→ Your instructions:
Check every line of the data below for "images". Copy each one that has it.
*** Input data Section Begins ***
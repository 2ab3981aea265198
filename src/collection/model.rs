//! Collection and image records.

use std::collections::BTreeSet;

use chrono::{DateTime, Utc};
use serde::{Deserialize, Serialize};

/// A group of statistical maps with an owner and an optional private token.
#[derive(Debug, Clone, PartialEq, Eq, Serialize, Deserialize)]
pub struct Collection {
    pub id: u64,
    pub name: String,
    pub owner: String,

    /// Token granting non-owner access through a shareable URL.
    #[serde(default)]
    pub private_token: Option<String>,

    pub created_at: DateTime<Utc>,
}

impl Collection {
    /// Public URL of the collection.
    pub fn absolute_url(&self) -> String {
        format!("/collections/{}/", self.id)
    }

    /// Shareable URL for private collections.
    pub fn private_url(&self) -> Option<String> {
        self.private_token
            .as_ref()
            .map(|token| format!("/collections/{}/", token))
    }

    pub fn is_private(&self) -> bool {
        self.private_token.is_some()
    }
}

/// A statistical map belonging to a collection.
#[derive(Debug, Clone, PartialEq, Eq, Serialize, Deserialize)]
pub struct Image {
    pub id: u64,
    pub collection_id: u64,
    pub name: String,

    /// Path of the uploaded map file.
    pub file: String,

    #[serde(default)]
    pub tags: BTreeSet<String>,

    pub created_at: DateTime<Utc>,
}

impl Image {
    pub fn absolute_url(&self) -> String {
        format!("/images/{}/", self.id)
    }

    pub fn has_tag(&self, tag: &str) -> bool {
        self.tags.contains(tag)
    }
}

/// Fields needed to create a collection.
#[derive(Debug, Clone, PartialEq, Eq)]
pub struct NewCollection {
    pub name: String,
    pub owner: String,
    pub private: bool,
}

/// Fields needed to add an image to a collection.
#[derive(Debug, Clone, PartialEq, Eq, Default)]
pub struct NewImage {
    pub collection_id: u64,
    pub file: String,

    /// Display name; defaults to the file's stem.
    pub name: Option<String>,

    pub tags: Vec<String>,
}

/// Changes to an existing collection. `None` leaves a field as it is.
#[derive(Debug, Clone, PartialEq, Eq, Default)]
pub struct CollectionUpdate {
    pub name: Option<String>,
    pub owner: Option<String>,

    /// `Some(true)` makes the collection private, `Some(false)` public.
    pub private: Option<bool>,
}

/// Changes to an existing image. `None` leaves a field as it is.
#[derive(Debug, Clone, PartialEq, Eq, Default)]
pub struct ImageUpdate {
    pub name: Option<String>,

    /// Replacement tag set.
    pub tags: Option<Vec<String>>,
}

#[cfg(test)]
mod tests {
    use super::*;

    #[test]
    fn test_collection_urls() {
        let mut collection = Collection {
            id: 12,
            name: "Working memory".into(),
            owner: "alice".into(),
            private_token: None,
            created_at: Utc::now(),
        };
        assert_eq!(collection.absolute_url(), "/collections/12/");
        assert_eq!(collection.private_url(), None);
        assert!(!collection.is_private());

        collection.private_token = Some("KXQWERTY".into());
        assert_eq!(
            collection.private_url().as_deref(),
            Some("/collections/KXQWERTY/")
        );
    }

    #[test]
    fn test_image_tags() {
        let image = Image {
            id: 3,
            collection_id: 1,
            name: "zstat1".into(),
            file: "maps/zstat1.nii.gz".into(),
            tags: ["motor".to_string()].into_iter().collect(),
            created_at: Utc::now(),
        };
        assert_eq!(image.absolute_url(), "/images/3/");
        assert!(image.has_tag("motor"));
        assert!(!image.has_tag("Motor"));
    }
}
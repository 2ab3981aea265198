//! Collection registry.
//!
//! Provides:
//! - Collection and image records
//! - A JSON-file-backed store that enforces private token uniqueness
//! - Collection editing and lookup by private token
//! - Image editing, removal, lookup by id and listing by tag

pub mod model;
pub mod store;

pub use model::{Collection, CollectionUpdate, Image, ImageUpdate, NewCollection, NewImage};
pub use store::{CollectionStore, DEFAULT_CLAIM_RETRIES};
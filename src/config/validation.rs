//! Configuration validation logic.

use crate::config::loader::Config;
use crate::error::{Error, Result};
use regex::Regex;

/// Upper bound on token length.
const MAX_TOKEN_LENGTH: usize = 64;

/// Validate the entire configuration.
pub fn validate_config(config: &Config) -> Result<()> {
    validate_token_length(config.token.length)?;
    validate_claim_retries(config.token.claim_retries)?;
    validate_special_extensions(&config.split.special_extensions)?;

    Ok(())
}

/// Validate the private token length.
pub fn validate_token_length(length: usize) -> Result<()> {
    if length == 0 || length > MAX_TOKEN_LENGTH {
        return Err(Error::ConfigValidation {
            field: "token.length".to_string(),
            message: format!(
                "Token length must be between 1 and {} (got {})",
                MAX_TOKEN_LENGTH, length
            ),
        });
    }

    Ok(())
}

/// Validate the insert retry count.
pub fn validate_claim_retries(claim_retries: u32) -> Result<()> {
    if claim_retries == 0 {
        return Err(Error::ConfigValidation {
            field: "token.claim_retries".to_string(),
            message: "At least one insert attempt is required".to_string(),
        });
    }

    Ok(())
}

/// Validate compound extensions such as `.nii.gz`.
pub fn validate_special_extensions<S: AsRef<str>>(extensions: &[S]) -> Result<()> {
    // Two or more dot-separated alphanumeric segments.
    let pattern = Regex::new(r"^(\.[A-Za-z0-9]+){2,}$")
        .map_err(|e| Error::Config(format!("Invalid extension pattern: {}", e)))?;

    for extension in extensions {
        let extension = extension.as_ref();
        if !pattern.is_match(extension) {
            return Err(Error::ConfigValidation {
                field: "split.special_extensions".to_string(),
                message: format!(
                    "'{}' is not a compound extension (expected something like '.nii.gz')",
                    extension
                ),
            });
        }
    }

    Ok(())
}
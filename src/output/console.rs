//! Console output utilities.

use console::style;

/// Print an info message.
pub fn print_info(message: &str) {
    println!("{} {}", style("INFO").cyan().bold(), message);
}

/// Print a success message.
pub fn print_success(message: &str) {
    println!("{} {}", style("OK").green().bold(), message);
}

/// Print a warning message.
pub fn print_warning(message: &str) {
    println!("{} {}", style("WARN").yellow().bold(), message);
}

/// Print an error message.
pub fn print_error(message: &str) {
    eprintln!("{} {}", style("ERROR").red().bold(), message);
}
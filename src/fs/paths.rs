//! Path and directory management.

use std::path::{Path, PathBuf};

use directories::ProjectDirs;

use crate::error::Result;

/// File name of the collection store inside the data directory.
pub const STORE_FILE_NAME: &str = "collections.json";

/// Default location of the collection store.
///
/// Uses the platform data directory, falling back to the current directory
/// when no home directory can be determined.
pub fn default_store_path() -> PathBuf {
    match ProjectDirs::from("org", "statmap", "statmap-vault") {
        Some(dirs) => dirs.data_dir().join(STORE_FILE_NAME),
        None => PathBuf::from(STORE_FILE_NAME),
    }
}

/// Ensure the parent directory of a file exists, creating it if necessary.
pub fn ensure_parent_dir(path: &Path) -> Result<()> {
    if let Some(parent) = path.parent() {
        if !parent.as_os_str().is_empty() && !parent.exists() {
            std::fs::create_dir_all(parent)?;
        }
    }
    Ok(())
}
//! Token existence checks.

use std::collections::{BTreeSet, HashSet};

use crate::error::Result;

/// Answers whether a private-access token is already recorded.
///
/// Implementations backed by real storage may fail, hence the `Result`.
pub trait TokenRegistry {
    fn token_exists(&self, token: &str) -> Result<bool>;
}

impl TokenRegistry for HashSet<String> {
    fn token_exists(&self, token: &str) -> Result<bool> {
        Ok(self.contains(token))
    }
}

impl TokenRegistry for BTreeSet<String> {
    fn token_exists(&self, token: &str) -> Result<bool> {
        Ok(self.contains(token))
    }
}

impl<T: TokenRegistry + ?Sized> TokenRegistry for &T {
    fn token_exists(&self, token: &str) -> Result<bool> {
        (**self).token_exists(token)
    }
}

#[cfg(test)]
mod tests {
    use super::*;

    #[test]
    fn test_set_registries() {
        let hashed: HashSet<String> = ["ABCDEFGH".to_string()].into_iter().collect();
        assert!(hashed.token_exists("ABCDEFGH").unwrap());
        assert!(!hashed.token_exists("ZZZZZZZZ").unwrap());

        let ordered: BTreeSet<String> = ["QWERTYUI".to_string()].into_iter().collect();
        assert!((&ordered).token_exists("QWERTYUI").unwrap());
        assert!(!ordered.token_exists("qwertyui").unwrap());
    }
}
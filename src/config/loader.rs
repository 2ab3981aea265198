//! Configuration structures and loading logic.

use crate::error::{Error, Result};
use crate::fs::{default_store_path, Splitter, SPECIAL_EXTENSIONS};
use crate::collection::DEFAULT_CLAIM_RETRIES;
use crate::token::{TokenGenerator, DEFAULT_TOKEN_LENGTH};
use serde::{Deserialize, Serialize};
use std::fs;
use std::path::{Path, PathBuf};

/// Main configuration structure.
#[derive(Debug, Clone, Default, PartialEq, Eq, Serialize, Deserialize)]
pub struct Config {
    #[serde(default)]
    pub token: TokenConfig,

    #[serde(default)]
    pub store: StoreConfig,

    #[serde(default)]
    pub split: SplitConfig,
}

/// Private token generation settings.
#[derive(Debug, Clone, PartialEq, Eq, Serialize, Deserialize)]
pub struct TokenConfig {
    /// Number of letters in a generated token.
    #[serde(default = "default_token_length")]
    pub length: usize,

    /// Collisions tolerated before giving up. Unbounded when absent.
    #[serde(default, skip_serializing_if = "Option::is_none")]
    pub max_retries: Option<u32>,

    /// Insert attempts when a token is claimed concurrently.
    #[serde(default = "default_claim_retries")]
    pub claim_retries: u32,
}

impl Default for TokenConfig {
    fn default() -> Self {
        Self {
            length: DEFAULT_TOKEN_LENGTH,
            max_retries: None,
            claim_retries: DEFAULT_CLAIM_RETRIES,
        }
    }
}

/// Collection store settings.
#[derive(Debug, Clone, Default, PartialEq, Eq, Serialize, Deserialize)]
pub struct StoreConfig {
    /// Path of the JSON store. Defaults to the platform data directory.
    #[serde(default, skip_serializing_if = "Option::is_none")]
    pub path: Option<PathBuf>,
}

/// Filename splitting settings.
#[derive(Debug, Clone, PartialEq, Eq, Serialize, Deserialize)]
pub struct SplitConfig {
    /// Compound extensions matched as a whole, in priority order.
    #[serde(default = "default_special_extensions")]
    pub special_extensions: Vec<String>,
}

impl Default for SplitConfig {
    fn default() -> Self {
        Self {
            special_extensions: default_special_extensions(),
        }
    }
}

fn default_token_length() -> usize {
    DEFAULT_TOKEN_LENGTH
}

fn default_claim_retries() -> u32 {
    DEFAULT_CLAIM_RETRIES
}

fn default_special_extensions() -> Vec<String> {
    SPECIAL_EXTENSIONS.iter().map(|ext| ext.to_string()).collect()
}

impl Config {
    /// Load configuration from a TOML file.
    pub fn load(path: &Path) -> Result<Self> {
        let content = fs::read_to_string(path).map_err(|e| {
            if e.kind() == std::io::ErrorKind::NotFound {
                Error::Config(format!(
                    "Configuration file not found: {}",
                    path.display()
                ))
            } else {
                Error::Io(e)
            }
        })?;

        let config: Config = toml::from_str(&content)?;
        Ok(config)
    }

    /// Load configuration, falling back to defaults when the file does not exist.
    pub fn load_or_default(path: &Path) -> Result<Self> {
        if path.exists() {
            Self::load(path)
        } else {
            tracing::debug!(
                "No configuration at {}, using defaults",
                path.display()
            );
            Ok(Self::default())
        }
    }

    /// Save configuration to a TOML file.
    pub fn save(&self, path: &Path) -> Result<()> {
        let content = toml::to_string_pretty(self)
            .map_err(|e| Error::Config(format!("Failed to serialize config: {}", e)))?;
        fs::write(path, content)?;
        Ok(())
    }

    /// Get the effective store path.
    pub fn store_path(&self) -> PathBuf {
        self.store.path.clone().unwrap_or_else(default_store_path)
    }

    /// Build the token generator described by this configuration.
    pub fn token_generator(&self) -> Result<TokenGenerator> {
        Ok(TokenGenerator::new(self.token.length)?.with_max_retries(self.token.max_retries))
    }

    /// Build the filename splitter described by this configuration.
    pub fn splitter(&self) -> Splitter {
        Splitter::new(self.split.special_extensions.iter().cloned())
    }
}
*** Input data Section Ends ***
→ Exercise response:
        format!("/images/{}/", self.id)
        assert_eq!(image.absolute_url(), "/images/3/");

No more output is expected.